Your task
Tell me how many lines of the entries below include the string "asset", and give only the number.

Supplied records
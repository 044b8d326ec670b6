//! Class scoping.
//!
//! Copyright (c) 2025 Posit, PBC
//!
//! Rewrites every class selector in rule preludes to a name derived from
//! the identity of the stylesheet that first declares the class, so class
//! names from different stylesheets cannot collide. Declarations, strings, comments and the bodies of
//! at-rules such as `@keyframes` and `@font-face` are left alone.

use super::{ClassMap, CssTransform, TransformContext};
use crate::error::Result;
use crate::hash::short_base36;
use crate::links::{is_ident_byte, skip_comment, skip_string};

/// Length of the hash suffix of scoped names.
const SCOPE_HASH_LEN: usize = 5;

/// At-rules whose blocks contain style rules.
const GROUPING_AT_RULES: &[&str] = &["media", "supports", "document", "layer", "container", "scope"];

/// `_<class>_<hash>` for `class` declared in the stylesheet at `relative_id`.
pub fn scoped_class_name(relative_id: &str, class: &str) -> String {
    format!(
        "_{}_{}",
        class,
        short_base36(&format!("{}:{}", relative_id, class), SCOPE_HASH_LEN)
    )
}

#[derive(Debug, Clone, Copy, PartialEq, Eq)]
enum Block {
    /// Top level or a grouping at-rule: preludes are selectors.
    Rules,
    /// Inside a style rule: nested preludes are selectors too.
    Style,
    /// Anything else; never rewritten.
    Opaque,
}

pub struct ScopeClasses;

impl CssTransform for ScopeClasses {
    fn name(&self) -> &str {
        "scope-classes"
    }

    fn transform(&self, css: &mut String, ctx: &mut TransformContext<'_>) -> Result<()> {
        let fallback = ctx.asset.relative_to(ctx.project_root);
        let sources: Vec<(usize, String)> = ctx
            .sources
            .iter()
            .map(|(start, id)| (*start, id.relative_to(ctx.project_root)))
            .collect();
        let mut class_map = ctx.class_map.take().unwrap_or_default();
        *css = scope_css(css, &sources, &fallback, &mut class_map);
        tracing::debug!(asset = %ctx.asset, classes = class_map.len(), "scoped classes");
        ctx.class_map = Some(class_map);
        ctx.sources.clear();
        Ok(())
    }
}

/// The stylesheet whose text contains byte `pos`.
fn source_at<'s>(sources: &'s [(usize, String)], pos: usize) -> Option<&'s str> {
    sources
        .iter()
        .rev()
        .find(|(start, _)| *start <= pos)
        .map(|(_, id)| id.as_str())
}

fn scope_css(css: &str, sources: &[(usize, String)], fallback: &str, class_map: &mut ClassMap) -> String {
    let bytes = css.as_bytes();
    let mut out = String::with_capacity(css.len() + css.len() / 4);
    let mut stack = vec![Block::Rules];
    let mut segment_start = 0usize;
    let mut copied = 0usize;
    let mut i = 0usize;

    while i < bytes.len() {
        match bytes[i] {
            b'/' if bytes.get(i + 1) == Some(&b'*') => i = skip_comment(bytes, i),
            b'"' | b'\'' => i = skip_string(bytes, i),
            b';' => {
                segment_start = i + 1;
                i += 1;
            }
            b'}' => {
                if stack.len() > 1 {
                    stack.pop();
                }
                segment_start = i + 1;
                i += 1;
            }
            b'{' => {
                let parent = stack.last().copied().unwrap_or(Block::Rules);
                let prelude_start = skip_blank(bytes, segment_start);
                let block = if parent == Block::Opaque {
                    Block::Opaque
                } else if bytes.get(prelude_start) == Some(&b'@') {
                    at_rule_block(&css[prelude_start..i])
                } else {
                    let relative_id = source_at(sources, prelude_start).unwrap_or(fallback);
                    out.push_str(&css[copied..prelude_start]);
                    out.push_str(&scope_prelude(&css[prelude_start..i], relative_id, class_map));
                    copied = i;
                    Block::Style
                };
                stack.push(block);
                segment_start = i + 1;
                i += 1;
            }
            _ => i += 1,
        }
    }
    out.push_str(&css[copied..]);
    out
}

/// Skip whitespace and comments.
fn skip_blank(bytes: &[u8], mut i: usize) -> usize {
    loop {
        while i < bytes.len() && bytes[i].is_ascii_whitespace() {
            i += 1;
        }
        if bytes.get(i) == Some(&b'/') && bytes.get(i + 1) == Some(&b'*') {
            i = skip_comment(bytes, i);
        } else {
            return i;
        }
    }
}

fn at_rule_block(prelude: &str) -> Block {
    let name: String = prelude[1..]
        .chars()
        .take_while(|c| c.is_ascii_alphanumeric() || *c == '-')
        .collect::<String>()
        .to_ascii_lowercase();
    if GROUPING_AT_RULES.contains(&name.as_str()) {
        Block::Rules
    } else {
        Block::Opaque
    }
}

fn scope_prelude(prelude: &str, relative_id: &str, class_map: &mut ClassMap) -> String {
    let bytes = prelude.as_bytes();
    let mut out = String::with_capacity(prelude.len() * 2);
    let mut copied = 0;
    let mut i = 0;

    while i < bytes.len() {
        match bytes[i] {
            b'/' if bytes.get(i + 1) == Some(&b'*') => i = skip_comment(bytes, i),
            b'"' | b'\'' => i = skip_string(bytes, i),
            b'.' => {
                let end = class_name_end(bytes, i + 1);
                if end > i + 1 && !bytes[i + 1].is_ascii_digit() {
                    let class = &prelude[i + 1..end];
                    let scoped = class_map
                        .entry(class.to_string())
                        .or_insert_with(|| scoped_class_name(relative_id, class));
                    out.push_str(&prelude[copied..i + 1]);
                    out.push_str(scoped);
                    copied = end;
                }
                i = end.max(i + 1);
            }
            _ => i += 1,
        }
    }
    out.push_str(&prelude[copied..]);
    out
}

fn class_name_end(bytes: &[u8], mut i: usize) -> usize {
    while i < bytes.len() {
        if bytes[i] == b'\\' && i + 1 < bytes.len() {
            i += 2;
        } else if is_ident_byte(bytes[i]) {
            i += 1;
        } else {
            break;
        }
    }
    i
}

--

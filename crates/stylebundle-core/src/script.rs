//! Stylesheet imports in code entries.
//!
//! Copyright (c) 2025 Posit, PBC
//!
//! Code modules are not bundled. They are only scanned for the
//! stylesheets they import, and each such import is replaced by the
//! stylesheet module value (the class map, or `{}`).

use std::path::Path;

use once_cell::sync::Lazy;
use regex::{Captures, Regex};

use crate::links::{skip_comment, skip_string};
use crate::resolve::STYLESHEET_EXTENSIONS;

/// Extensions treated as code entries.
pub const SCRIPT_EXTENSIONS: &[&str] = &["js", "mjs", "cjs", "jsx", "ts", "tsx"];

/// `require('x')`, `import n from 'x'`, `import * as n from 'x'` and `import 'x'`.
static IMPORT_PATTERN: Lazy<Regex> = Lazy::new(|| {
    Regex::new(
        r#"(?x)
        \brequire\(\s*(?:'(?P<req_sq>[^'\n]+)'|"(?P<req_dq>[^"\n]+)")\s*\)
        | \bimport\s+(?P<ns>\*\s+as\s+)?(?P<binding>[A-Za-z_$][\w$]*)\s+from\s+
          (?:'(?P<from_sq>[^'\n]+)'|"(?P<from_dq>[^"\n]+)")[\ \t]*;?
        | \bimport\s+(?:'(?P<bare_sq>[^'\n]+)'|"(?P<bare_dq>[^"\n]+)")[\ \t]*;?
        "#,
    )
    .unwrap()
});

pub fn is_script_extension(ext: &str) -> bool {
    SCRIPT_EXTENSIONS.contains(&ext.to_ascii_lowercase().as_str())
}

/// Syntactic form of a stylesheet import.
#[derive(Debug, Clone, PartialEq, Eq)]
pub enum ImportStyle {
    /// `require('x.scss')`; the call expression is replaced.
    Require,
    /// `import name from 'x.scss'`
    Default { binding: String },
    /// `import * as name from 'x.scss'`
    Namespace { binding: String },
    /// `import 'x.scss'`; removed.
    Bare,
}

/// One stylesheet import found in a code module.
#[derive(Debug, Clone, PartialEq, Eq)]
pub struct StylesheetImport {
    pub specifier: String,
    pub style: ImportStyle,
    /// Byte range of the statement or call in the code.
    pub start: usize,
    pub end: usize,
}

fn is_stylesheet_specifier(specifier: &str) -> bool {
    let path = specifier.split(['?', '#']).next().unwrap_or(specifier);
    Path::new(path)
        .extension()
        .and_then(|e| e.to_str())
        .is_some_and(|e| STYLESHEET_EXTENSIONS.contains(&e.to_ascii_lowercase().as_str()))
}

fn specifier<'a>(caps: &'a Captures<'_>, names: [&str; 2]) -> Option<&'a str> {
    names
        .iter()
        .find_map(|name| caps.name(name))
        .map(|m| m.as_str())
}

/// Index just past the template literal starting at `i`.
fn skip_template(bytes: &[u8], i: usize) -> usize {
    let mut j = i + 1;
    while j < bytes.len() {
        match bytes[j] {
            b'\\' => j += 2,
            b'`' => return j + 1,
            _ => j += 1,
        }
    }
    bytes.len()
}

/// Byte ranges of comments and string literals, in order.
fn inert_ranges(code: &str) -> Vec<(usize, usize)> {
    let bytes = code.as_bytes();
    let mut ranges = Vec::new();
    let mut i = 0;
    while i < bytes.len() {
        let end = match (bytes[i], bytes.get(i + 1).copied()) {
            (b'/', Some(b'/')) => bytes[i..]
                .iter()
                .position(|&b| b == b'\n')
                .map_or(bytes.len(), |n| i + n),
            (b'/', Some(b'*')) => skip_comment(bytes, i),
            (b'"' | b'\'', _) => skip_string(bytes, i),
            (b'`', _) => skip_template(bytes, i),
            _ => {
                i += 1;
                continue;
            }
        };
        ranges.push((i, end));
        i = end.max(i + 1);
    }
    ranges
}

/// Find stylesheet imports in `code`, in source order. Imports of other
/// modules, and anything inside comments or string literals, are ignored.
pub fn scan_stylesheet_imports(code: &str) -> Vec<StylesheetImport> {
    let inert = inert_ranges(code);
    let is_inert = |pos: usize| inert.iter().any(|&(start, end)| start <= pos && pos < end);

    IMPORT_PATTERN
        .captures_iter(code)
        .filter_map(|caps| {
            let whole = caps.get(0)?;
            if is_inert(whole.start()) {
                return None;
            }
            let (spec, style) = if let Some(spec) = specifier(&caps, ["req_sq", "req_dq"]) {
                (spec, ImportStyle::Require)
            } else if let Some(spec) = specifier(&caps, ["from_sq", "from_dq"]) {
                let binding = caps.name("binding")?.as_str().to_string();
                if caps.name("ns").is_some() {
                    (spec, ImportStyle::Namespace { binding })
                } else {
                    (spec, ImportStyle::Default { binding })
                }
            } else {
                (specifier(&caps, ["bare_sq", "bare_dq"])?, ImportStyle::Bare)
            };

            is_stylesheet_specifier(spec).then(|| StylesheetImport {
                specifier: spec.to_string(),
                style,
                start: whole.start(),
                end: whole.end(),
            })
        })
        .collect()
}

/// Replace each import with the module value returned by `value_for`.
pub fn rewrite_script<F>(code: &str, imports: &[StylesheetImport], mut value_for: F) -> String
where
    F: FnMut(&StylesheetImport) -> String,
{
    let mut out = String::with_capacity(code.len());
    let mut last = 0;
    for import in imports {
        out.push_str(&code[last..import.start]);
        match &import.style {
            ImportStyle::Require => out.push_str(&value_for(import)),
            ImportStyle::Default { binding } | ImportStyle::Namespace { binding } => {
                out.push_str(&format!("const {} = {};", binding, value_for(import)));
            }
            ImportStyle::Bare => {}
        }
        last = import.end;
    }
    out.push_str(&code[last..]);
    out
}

--

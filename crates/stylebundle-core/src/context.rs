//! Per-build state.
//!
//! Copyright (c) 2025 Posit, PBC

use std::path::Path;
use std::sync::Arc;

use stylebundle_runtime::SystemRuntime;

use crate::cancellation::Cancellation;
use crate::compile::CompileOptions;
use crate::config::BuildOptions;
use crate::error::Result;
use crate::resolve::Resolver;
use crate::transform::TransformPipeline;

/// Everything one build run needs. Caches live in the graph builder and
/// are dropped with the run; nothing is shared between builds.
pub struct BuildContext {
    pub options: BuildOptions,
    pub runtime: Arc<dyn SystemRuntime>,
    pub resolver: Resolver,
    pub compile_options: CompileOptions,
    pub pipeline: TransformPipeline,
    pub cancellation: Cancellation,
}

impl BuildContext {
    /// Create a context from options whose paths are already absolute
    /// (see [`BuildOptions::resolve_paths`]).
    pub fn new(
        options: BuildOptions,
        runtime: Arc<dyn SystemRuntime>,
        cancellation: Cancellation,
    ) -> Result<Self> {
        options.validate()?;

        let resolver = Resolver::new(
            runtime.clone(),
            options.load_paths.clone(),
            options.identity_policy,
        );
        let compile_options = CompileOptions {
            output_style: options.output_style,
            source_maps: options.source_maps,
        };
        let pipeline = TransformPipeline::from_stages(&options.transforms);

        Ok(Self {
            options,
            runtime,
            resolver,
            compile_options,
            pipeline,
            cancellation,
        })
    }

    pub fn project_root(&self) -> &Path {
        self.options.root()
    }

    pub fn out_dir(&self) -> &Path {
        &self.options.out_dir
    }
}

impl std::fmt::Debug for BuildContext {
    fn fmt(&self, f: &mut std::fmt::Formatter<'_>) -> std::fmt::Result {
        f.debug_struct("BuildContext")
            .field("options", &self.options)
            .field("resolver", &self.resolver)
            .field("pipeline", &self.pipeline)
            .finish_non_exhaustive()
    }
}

Task result
2